__What you should do__.
All of the records must come back exactly. Please repeat them in full.

__Data supplied__.
+---+

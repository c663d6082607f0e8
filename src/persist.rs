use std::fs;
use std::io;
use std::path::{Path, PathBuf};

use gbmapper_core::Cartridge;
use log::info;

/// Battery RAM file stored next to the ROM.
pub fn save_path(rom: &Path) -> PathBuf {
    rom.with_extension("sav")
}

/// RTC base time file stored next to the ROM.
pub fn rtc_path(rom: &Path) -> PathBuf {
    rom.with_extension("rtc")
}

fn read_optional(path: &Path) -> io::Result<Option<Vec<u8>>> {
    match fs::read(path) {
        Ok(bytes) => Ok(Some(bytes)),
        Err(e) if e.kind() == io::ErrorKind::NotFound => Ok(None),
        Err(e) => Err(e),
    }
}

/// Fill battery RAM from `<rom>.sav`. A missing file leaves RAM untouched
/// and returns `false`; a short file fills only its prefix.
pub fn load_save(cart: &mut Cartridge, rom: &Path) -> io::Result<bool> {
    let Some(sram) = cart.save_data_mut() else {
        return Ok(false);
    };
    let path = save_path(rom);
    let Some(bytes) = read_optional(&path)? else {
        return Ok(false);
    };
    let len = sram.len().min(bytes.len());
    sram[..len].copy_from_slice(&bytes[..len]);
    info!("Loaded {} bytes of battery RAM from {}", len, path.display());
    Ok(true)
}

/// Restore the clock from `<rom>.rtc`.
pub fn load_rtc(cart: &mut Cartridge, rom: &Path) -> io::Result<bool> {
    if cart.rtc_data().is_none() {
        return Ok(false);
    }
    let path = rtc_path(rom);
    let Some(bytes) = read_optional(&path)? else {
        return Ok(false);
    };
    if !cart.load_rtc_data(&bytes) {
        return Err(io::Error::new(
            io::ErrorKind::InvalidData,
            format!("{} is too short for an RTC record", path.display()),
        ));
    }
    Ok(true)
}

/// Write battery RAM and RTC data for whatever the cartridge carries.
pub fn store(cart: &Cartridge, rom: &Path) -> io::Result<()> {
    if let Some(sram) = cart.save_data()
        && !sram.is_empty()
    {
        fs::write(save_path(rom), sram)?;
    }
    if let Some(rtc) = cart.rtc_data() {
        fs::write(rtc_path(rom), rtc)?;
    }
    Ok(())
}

+---+

__Exercise output__.
repository c663d6082607f0e8
filename src/persist.rs
use std::fs;
use std::io;
use std::path::{Path, PathBuf};

use gbmapper_core::Cartridge;
use log::info;

/// Battery RAM file stored next to the ROM.
pub fn save_path(rom: &Path) -> PathBuf {
    rom.with_extension("sav")
}

/// RTC base time file stored next to the ROM.
pub fn rtc_path(rom: &Path) -> PathBuf {
    rom.with_extension("rtc")
}

fn read_optional(path: &Path) -> io::Result<Option<Vec<u8>>> {
    match fs::read(path) {
        Ok(bytes) => Ok(Some(bytes)),
        Err(e) if e.kind() == io::ErrorKind::NotFound => Ok(None),
        Err(e) => Err(e),
    }
}

/// Fill battery RAM from `<rom>.sav`. A missing file leaves RAM untouched
/// and returns `false`; a short file fills only its prefix.
pub fn load_save(cart: &mut Cartridge, rom: &Path) -> io::Result<bool> {
    let Some(sram) = cart.save_data_mut() else {
        return Ok(false);
    };
    let path = save_path(rom);
    let Some(bytes) = read_optional(&path)? else {
        return Ok(false);
    };
    let len = sram.len().min(bytes.len());
    sram[..len].copy_from_slice(&bytes[..len]);
    info!("Loaded {} bytes of battery RAM from {}", len, path.display());
    Ok(true)
}

/// Restore the clock from `<rom>.rtc`.
pub fn load_rtc(cart: &mut Cartridge, rom: &Path) -> io::Result<bool> {
    if cart.rtc_data().is_none() {
        return Ok(false);
    }
    let path = rtc_path(rom);
    let Some(bytes) = read_optional(&path)? else {
        return Ok(false);
    };
    if !cart.load_rtc_data(&bytes) {
        return Err(io::Error::new(
            io::ErrorKind::InvalidData,
            format!("{} is too short for an RTC record", path.display()),
        ));
    }
    Ok(true)
}

/// Write battery RAM and RTC data for whatever the cartridge carries.
pub fn store(cart: &Cartridge, rom: &Path) -> io::Result<()> {
    if let Some(sram) = cart.save_data()
        && !sram.is_empty()
    {
        fs::write(save_path(rom), sram)?;
    }
    if let Some(rtc) = cart.rtc_data() {
        fs::write(rtc_path(rom), rtc)?;
    }
    Ok(())
}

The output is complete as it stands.